Mark Roman | May 9, 2013 | Articles
Amanda Knox, the American college student accused of murder in Italy, came out with a book this week about her ordeal in the Italian criminal justice system. Her book,Waiting to Be Heard, is likely to reignite the media attention her case has received in the last several years.
Knox was initially convicted of the 2007 murder of her roommate. She was then acquitted after a rehearing in 2011. Finally, the case went to the Italian equivalent of the Supreme Court, which recently decided she must be tried for the crime again. After that trial, which may not happen until early 2014, both parties will have the right to appeal again.
Although Knox is now back in the United States, the retrial will happen whether she attends or not. Almost six years after the murder, the case is far from over.
Some of the features of Knox’s trial were – to put it mildly – incompatible with American ideas about proof and fairness. The lack of Knox’s DNA in the victim’s bedroom? No problem: she must have cleaned up the scene to avoid detection. The large amount of DNA at the crime scene, and even DNA on the victim, from a man who was also convicted of the murder?

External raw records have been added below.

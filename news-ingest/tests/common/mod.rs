#![allow(dead_code)]

use async_trait::async_trait;
use news_ingest::{
    ArticleFetcher, FeedItem, FeedPipeline, FeedSource, IngestError, MemoryNewsStore,
    MockLlmAdapter, PipelineBuilder, PullFeed, RawArticle, Result, Summarizer, SummarizerConfig,
};
use std::collections::HashSet;
use std::sync::atomic::{AtomicUsize, Ordering};
use std::sync::{Arc, Mutex, Once};
use std::time::Duration;
use tokio::io::{AsyncReadExt, AsyncWriteExt};
use tokio::net::{TcpListener, TcpStream};
use tokio::task::JoinHandle;

static INIT: Once = Once::new();

pub fn init_tracing() {
    INIT.call_once(|| {
        tracing_subscriber::fmt()
            .with_max_level(tracing::Level::DEBUG)
            .with_test_writer()
            .try_init()
            .ok();
    });
}

pub const ARTICLE_BODY: &str =
    "Shares of the chipmaker rose 8% after it reported record data-center revenue of $30.8 billion.";

pub fn valid_summary_json(summary: &str, key_stats: &str, score: i32) -> String {
    serde_json::json!({
        "summary": summary,
        "key_stats": key_stats,
        "sentiment_score": score,
        "tags": ["Semiconductors", "NVDA"],
    })
    .to_string()
}

/// Mock LLM that answers `n` times with a valid summary
pub fn llm_with_valid_replies(n: usize) -> MockLlmAdapter {
    (0..n).fold(MockLlmAdapter::new("test"), |llm, i| {
        llm.with_response(valid_summary_json(
            &format!("Summary {}", i),
            "Revenue reached {{$30.8B}}.",
            5,
        ))
    })
}

pub fn feed_items(prefix: &str, n: usize) -> Vec<FeedItem> {
    (1..=n)
        .map(|i| {
            FeedItem::new(
                format!("https://news.example.com/{}/{}", prefix, i),
                format!("{} story {}", prefix, i),
            )
        })
        .collect()
}

/// In-memory feed; optionally fails its first `failures` pulls
pub struct StaticFeed {
    source: FeedSource,
    items: Vec<FeedItem>,
    failures: usize,
    pulls: AtomicUsize,
}

impl StaticFeed {
    pub fn new(source: FeedSource, items: Vec<FeedItem>) -> Self {
        Self {
            source,
            items,
            failures: 0,
            pulls: AtomicUsize::new(0),
        }
    }

    pub fn failing(source: FeedSource) -> Self {
        Self::new(source, Vec::new()).with_failures(usize::MAX)
    }

    pub fn with_failures(mut self, failures: usize) -> Self {
        self.failures = failures;
        self
    }
}

#[async_trait]
impl PullFeed for StaticFeed {
    fn source(&self) -> &FeedSource {
        &self.source
    }

    async fn pull(&self) -> Result<Vec<FeedItem>> {
        let attempt = self.pulls.fetch_add(1, Ordering::SeqCst);
        if attempt < self.failures {
            return Err(IngestError::Network("feed unreachable".to_string()));
        }
        Ok(self.items.clone())
    }
}

/// Article fetcher that records every URL it is asked for
#[derive(Default)]
pub struct FakeArticleFetcher {
    calls: Mutex<Vec<String>>,
    failing: HashSet<String>,
    untitled: HashSet<String>,
}

impl FakeArticleFetcher {
    pub fn new() -> Self {
        Self::default()
    }

    pub fn failing_on(mut self, url: &str) -> Self {
        self.failing.insert(url.to_string());
        self
    }

    /// Pages whose HTML carries no title
    pub fn untitled_on(mut self, url: &str) -> Self {
        self.untitled.insert(url.to_string());
        self
    }

    pub fn calls(&self) -> Vec<String> {
        self.calls.lock().unwrap().clone()
    }
}

#[async_trait]
impl ArticleFetcher for FakeArticleFetcher {
    async fn fetch_article(&self, url: &str) -> Result<RawArticle> {
        self.calls.lock().unwrap().push(url.to_string());

        if self.failing.contains(url) {
            return Err(IngestError::Network(format!("timed out fetching {}", url)));
        }

        let title = if self.untitled.contains(url) {
            String::new()
        } else {
            format!("Headline for {}", url)
        };

        Ok(RawArticle {
            title,
            body: ARTICLE_BODY.to_string(),
        })
    }
}

pub fn tech_source() -> FeedSource {
    FeedSource::new("Tech", "https://feeds.example.com/tech").with_name("Example Tech")
}

pub fn build_pipeline(
    store: &Arc<MemoryNewsStore>,
    fetcher: &Arc<FakeArticleFetcher>,
    llm: &Arc<MockLlmAdapter>,
    feeds: Vec<StaticFeed>,
    max_entries: usize,
) -> FeedPipeline {
    let summarizer = Summarizer::new(llm.clone(), SummarizerConfig::default());

    let mut builder = PipelineBuilder::new(store.clone(), fetcher.clone(), summarizer)
        .max_entries_per_feed(max_entries)
        .politeness_interval(Duration::ZERO);

    for feed in feeds {
        builder = builder.add_source(Box::new(feed));
    }

    builder.build()
}

/// One-shot HTTP/1.1 server on an ephemeral port. Answers the first request
/// with `response` as-is; the handle yields the raw request text.
pub async fn serve_once(response: Vec<u8>) -> (String, JoinHandle<String>) {
    let listener = TcpListener::bind("127.0.0.1:0").await.unwrap();
    let addr = listener.local_addr().unwrap();

    let handle = tokio::spawn(async move {
        let (mut socket, _) = listener.accept().await.unwrap();
        let request = read_request(&mut socket).await;
        // The client may hang up early on purpose.
        let _ = socket.write_all(&response).await;
        let _ = socket.shutdown().await;
        request
    });

    (format!("http://{}", addr), handle)
}

async fn read_request(socket: &mut TcpStream) -> String {
    let mut buf = Vec::new();
    let mut chunk = [0u8; 4096];

    loop {
        let n = socket.read(&mut chunk).await.unwrap_or(0);
        if n == 0 {
            break;
        }
        buf.extend_from_slice(&chunk[..n]);

        let text = String::from_utf8_lossy(&buf);
        if let Some(end) = text.find("\r\n\r\n") {
            let content_length = text[..end]
                .lines()
                .filter_map(|line| line.split_once(':'))
                .find(|(name, _)| name.trim().eq_ignore_ascii_case("content-length"))
                .and_then(|(_, value)| value.trim().parse::<usize>().ok())
                .unwrap_or(0);
            if buf.len() >= end + 4 + content_length {
                break;
            }
        }
    }

    String::from_utf8_lossy(&buf).into_owned()
}

/// `200 OK` with a chunked body of `total` bytes and no `Content-Length`
pub fn chunked_response(content_type: &str, total: usize) -> Vec<u8> {
    let mut out = format!(
        "HTTP/1.1 200 OK\r\nContent-Type: {}\r\nTransfer-Encoding: chunked\r\nConnection: close\r\n\r\n",
        content_type
    )
    .into_bytes();

    let block = vec![b'a'; 64 * 1024];
    let mut sent = 0;
    while sent < total {
        let n = block.len().min(total - sent);
        out.extend_from_slice(format!("{:x}\r\n", n).as_bytes());
        out.extend_from_slice(&block[..n]);
        out.extend_from_slice(b"\r\n");
        sent += n;
    }
    out.extend_from_slice(b"0\r\n\r\n");
    out
}

pub fn json_response(status: &str, body: &str) -> Vec<u8> {
    format!(
        "HTTP/1.1 {}\r\nContent-Type: application/json\r\nContent-Length: {}\r\nConnection: close\r\n\r\n{}",
        status,
        body.len(),
        body
    )
    .into_bytes()
}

No problem: Knox helped him do it. The lack of any plausible motive for Knox to kill her roommate? No problem: it could have been rage induced by smoking pot (pot being notorious for inducing rage), the victim’s refusal to participate in an orgy, or part of a Satanic ritual. Or maybe Knox was such a remorseless psychopath that she did it for no reason.
In other words, the lack of proof that Knox committed murder was just more proof that Knox committed murder. The Italian prosecutors were nothing if not creative.
Only a justice system with standards very different from ours could have produced a conviction with “proof” of this type. And while we do have appeals in our system, we don’t have a system that allows for a conviction, a retrial on appeal resulting in an acquittal, and then a decision that the whole thing has to be tried again more than five years later.
Winston Churchill said democracy was the worst form of government except for all the others that have been tried. The Amanda Knox case tells us the same is true for the American justice system. It is messy, expensive, and inefficient at times. But it looks like a truth-seeking gem when you compare it to the others.